## [WHAT IS NEEDED]
The lines to copy are those with "declaration" in them. Pull each one from the entries below.
┌──
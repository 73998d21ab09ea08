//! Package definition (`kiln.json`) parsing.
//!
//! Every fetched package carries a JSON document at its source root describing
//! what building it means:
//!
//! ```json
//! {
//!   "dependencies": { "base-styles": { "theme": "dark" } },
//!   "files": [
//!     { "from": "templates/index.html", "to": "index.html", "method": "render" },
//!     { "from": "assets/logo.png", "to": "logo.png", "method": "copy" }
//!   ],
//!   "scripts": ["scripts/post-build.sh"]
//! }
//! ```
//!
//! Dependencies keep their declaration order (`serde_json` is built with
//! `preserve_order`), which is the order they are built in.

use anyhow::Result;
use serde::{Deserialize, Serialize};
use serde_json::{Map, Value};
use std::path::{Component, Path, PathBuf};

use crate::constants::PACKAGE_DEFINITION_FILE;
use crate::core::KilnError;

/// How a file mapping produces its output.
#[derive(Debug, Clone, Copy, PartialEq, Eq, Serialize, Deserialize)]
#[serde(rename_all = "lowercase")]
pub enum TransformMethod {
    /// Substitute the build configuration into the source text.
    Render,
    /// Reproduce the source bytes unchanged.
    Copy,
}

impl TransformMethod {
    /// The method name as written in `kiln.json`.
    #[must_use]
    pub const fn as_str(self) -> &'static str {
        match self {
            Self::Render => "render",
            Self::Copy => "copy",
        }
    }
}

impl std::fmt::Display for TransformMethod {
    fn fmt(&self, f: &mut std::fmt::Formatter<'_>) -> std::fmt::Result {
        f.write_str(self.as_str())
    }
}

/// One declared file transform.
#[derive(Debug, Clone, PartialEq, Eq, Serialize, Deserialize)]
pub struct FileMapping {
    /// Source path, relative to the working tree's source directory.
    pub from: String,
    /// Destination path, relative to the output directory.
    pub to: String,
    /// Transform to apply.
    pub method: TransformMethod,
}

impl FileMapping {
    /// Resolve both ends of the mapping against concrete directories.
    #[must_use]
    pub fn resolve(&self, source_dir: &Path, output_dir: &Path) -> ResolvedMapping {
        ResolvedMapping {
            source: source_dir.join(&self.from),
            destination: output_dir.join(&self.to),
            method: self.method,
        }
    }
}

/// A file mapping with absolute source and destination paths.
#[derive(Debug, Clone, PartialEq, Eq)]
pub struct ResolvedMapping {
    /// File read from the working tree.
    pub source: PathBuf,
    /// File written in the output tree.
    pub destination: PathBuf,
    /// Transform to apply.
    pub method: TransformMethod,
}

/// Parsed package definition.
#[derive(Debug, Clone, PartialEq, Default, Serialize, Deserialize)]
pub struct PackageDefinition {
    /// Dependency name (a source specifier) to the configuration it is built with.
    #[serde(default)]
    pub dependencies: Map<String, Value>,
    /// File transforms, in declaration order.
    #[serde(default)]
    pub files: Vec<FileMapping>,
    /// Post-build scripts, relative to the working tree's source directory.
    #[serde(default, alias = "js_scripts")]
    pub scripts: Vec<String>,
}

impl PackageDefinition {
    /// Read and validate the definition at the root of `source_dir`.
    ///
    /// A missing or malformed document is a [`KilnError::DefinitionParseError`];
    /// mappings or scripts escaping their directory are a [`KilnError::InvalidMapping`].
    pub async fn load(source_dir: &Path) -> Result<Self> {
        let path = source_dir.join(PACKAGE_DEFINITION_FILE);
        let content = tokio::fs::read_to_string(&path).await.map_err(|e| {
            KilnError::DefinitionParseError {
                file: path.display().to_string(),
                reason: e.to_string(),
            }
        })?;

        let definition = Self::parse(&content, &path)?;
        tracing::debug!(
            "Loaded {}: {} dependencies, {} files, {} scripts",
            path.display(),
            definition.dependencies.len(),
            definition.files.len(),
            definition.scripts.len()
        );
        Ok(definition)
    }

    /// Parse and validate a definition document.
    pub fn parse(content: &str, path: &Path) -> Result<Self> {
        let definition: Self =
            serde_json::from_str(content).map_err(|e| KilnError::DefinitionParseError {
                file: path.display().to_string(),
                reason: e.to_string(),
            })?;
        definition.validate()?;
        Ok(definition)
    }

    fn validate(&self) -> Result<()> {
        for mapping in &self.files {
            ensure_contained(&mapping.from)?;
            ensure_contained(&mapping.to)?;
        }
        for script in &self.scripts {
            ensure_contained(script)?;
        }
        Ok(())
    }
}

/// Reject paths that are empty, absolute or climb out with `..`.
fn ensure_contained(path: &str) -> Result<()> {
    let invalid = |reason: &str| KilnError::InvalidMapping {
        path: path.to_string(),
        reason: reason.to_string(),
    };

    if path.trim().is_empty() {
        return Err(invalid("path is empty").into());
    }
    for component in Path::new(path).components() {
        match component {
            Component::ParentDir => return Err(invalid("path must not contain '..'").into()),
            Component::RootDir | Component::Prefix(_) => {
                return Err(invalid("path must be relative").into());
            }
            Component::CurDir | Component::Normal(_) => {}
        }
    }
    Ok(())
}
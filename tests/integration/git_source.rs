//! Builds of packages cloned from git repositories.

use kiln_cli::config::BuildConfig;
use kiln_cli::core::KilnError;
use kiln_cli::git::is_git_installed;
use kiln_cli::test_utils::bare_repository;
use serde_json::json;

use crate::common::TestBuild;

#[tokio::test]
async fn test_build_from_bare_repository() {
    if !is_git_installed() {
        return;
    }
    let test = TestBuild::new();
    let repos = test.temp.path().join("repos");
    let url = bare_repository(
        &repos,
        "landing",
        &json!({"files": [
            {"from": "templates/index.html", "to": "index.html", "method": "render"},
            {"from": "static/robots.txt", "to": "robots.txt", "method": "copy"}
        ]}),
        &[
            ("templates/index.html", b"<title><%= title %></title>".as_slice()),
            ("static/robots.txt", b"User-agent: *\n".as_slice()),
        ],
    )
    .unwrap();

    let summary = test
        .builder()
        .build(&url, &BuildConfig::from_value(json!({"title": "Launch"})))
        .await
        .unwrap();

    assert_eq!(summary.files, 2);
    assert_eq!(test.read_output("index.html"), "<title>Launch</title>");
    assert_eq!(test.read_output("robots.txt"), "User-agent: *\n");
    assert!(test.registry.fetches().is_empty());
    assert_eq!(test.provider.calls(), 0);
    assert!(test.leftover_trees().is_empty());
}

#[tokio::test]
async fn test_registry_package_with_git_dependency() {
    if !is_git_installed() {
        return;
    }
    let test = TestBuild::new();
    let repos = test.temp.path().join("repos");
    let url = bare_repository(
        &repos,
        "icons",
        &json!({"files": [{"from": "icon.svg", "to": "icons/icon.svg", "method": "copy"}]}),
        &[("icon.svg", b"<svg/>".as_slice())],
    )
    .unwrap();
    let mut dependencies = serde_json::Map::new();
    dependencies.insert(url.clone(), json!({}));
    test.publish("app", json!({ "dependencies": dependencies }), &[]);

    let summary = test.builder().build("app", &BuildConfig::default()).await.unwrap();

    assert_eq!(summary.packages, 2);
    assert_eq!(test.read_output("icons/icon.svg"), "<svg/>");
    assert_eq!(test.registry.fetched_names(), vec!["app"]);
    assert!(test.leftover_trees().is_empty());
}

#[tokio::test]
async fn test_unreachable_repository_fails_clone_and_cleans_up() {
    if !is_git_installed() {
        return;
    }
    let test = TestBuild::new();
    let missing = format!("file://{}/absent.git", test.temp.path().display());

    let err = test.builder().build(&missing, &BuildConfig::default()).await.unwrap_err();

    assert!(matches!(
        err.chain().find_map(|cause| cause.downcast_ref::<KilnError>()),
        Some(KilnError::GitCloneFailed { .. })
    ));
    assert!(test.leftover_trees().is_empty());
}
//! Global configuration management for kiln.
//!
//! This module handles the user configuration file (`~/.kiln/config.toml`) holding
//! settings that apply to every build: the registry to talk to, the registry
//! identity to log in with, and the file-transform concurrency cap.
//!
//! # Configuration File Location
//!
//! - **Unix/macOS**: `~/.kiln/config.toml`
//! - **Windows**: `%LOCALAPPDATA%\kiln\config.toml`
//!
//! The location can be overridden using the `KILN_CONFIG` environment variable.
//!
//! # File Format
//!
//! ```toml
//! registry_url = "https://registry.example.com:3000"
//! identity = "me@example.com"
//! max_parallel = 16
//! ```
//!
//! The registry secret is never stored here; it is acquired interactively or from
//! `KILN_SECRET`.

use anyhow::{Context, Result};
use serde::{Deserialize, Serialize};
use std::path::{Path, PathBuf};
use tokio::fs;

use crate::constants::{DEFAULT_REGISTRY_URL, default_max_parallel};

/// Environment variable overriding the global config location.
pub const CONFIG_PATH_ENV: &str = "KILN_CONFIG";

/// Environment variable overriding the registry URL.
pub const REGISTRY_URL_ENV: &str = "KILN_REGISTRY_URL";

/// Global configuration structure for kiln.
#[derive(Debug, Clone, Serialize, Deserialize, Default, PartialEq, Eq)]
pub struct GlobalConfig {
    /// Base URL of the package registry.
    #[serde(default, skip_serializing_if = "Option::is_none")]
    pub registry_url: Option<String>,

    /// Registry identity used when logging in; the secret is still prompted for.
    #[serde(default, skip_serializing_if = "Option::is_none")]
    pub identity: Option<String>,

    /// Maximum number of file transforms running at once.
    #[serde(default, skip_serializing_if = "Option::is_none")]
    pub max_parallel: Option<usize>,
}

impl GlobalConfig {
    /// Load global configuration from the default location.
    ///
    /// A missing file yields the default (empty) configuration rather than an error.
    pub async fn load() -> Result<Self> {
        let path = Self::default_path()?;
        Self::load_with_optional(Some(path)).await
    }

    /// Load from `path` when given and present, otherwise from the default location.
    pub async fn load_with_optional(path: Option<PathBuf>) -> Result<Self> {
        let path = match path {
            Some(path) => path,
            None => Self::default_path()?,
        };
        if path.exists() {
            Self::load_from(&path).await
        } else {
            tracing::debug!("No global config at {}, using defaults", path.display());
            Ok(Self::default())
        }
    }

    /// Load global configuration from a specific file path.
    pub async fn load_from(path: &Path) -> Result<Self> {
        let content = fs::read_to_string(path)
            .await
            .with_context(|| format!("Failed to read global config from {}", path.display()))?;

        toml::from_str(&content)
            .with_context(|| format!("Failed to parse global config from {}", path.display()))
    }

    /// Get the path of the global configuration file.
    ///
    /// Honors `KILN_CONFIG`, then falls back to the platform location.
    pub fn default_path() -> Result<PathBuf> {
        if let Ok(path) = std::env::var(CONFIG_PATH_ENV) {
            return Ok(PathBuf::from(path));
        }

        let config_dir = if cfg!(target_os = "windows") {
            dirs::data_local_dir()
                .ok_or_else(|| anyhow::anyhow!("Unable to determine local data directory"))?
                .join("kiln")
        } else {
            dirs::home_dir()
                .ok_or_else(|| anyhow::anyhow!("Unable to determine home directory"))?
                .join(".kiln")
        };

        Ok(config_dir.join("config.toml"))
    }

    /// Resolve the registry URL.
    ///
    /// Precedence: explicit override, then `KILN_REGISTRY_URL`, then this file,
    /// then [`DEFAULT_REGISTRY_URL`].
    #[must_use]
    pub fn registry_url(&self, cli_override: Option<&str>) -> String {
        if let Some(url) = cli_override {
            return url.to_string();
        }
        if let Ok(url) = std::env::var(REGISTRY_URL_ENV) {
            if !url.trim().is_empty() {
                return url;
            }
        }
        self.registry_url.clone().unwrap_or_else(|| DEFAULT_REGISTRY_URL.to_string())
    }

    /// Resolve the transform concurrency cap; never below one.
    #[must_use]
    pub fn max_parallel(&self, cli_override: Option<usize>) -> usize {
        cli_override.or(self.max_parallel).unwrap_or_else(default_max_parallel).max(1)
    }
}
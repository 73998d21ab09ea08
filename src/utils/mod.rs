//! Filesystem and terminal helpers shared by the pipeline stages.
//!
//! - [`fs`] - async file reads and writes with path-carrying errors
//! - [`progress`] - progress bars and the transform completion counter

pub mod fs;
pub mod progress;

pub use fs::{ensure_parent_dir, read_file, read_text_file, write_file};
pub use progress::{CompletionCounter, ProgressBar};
└──
## [RESULT BELOW]
//! Dependencies keep their declaration order (`serde_json` is built with
    /// File transforms, in declaration order.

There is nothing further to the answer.